Newly Blended Family? Creative Ways To Foster Family Togetherness That Kids Will (Secretly) Love!
After going through a difficult relationship and a painful breakup or divorce, you have finally met someone who you feel certain will be a part of your life forever. Even better, this special someone feels the same way, and the two of you are happily attending to all the details of combining your two homes into one. There is, however, one dark cloud on your otherwise happy horizon and it could be a deal breaker - the children involved cannot seem to get along their new siblings. Before you cart them off to family counseling sessions they are sure to detest, consider using these crafty, but oh so subtle, ploys to create one super-sized, but very happy, family!
Remove Territorial Disputes by Changing the Territory
Kids that are forced to move into another family's home or share their special spaces with newly acquired step-siblings can become resentful or even openly hostile about a situation they view as an unwanted intrusion into their lives. When reprimanded or forced to comply, this type of resentment can fester and create friction that could last for a lifetime.
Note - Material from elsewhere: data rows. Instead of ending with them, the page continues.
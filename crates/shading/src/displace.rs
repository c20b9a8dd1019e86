use glam::Vec3;
use wobble_mesh::Vertex;
use wobble_noise::simplex4;

use crate::uniforms::{NEIGHBOUR_SHIFT, WobbleUniforms};

/// Result of displacing one vertex.
#[derive(Debug, Clone, Copy, PartialEq)]
pub struct Displaced {
    pub position: Vec3,
    /// Normal rebuilt from the displaced tangent/bitangent neighbours.
    pub normal: Vec3,
    /// Signed distance moved along the base normal.
    pub wobble: f32,
}

/// Offset added to every axis of `position` before the main noise lookup.
///
/// Warping the domain of one noise field with another breaks up the regular
/// "stacked waves" look that summing octaves gives.
pub fn warp_offset(position: Vec3, uniforms: &WobbleUniforms) -> f32 {
    let sample = (position * uniforms.warp_position_frequency)
        .extend(uniforms.time * uniforms.warp_time_frequency);
    simplex4(sample) * uniforms.warp_strength
}

/// Scalar displacement along the normal at `position`.
pub fn wobble_at(position: Vec3, uniforms: &WobbleUniforms) -> f32 {
    let warped = position + Vec3::splat(warp_offset(position, uniforms));
    let sample =
        (warped * uniforms.position_frequency).extend(uniforms.time * uniforms.time_frequency);
    simplex4(sample) * uniforms.strength
}

/// Displace a vertex along its normal and rebuild the normal.
///
/// Analytic normals are wrong once the surface moves, so two neighbours a
/// fixed [`NEIGHBOUR_SHIFT`] away along the tangent and bitangent are displaced
/// too and the normal is taken from the two edges they form.
pub fn displace(vertex: &Vertex, uniforms: &WobbleUniforms) -> Displaced {
    let normal = vertex.normal;
    let tangent = vertex.tangent.truncate();
    let bitangent = normal.cross(tangent);

    let wobble = wobble_at(vertex.position, uniforms);
    let position = vertex.position + normal * wobble;

    let mut neighbour_a = vertex.position + tangent * NEIGHBOUR_SHIFT;
    let mut neighbour_b = vertex.position + bitangent * NEIGHBOUR_SHIFT;
    neighbour_a += normal * wobble_at(neighbour_a, uniforms);
    neighbour_b += normal * wobble_at(neighbour_b, uniforms);

    let to_a = (neighbour_a - position).normalize_or_zero();
    let to_b = (neighbour_b - position).normalize_or_zero();
    let rebuilt = to_a.cross(to_b).normalize_or_zero();

    Displaced {
        position,
        normal: if rebuilt == Vec3::ZERO { normal } else { rebuilt },
        wobble,
    }
}

#[cfg(test)]
mod tests {
    use super::*;
    use glam::Vec4;

    fn sphere_vertex(direction: Vec3, radius: f32) -> Vertex {
        let normal = direction.normalize();
        let tangent = normal.any_orthonormal_vector();
        Vertex {
            position: normal * radius,
            normal,
            uv: glam::Vec2::ZERO,
            tangent: Vec4::new(tangent.x, tangent.y, tangent.z, 1.0),
        }
    }

    fn sample_directions() -> Vec<Vec3> {
        (0..64)
            .map(|i| {
                let f = i as f32;
                Vec3::new((f * 1.3).sin(), (f * 0.7).cos(), (f * 2.1).sin() + 0.1)
            })
            .collect()
    }

    #[test]
    fn deterministic_for_identical_inputs() {
        let u = WobbleUniforms::default().at_time(3.7);
        for dir in sample_directions() {
            let v = sphere_vertex(dir, 2.5);
            let first = displace(&v, &u);
            let second = displace(&v, &u);
            assert_eq!(first, second);
            assert_eq!(first.wobble.to_bits(), second.wobble.to_bits());
        }
    }

    #[test]
    fn moves_along_the_base_normal() {
        let u = WobbleUniforms::default().at_time(1.0);
        for dir in sample_directions() {
            let v = sphere_vertex(dir, 2.5);
            let d = displace(&v, &u);
            let offset = d.position - v.position;
            assert!((offset - v.normal * d.wobble).length() < 1e-5);
            assert!(d.wobble.abs() <= u.strength * 1.5);
        }
    }

    #[test]
    fn zero_strength_removes_displacement_exactly() {
        let u = WobbleUniforms {
            strength: 0.0,
            ..WobbleUniforms::default()
        }
        .at_time(12.0);
        for dir in sample_directions() {
            let v = sphere_vertex(dir, 2.5);
            assert_eq!(wobble_at(v.position, &u), 0.0);
            assert_eq!(displace(&v, &u).position, v.position);
        }
    }

    #[test]
    fn zero_warp_strength_removes_warp_exactly() {
        let warped = WobbleUniforms {
            warp_strength: 0.0,
            ..WobbleUniforms::default()
        }
        .at_time(5.0);
        for dir in sample_directions() {
            let p = dir.normalize() * 2.5;
            assert_eq!(warp_offset(p, &warped), 0.0);
            // Without warp the main lookup sees the raw position.
            let direct = simplex4(
                (p * warped.position_frequency).extend(warped.time * warped.time_frequency),
            ) * warped.strength;
            assert_eq!(wobble_at(p, &warped), direct);
        }
    }

    #[test]
    fn flat_uniforms_keep_normals() {
        let u = WobbleUniforms::flat().at_time(2.0);
        for dir in sample_directions() {
            let v = sphere_vertex(dir, 2.5);
            let d = displace(&v, &u);
            // Neighbours sit on the tangent plane, so the rebuilt normal is the base one.
            assert!(d.normal.dot(v.normal) > 0.9999);
        }
    }

    #[test]
    fn rebuilt_normal_faces_outward() {
        let u = WobbleUniforms::default().at_time(0.5);
        for dir in sample_directions() {
            let v = sphere_vertex(dir, 2.5);
            let d = displace(&v, &u);
            assert!((d.normal.length() - 1.0).abs() < 1e-4);
            assert!(d.normal.dot(v.normal) > 0.0);
        }
    }

    #[test]
    fn displacement_is_continuous() {
        // Each noise lookup is Lipschitz with a constant well under 50; the
        // warp feeds one lookup into the other.
        let u = WobbleUniforms::default().at_time(4.2);
        let k = 50.0;
        let bound = u.strength * k * u.position_frequency
            * (1.0 + 3.0_f32.sqrt() * u.warp_strength * k * u.warp_position_frequency);
        let step = 1e-4;
        for dir in sample_directions() {
            let p1 = dir.normalize() * 2.5;
            for offset in [Vec3::X, Vec3::Y, Vec3::Z] {
                let p2 = p1 + offset * step;
                let delta = (wobble_at(p1, &u) - wobble_at(p2, &u)).abs();
                assert!(delta <= bound * step, "delta {delta} at {p1:?}");
                // And in practice far tighter than the worst case.
                assert!(delta < 0.01, "delta {delta} at {p1:?}");
            }
        }
    }

    #[test]
    fn animates_over_time() {
        let v = sphere_vertex(Vec3::new(0.3, 0.8, -0.5), 2.5);
        let early = displace(&v, &WobbleUniforms::default().at_time(0.0));
        let late = displace(&v, &WobbleUniforms::default().at_time(10.0));
        assert_ne!(early.wobble, late.wobble);
    }
}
Instead, consider purchasing or renting a larger home that will give each child - and the parents - ample space for both shared activities and private time.
Since all of the children will be approaching life in the new home on equal footing, parents who take this action will find that the opposing sides of this conflict no longer have anything to fight over. To reinforce the positive effects of this action, consider holding family meetings and allowing all the kids to have an equal voice in choosing both the new home and the new bedroom arrangements once the new home is obtained.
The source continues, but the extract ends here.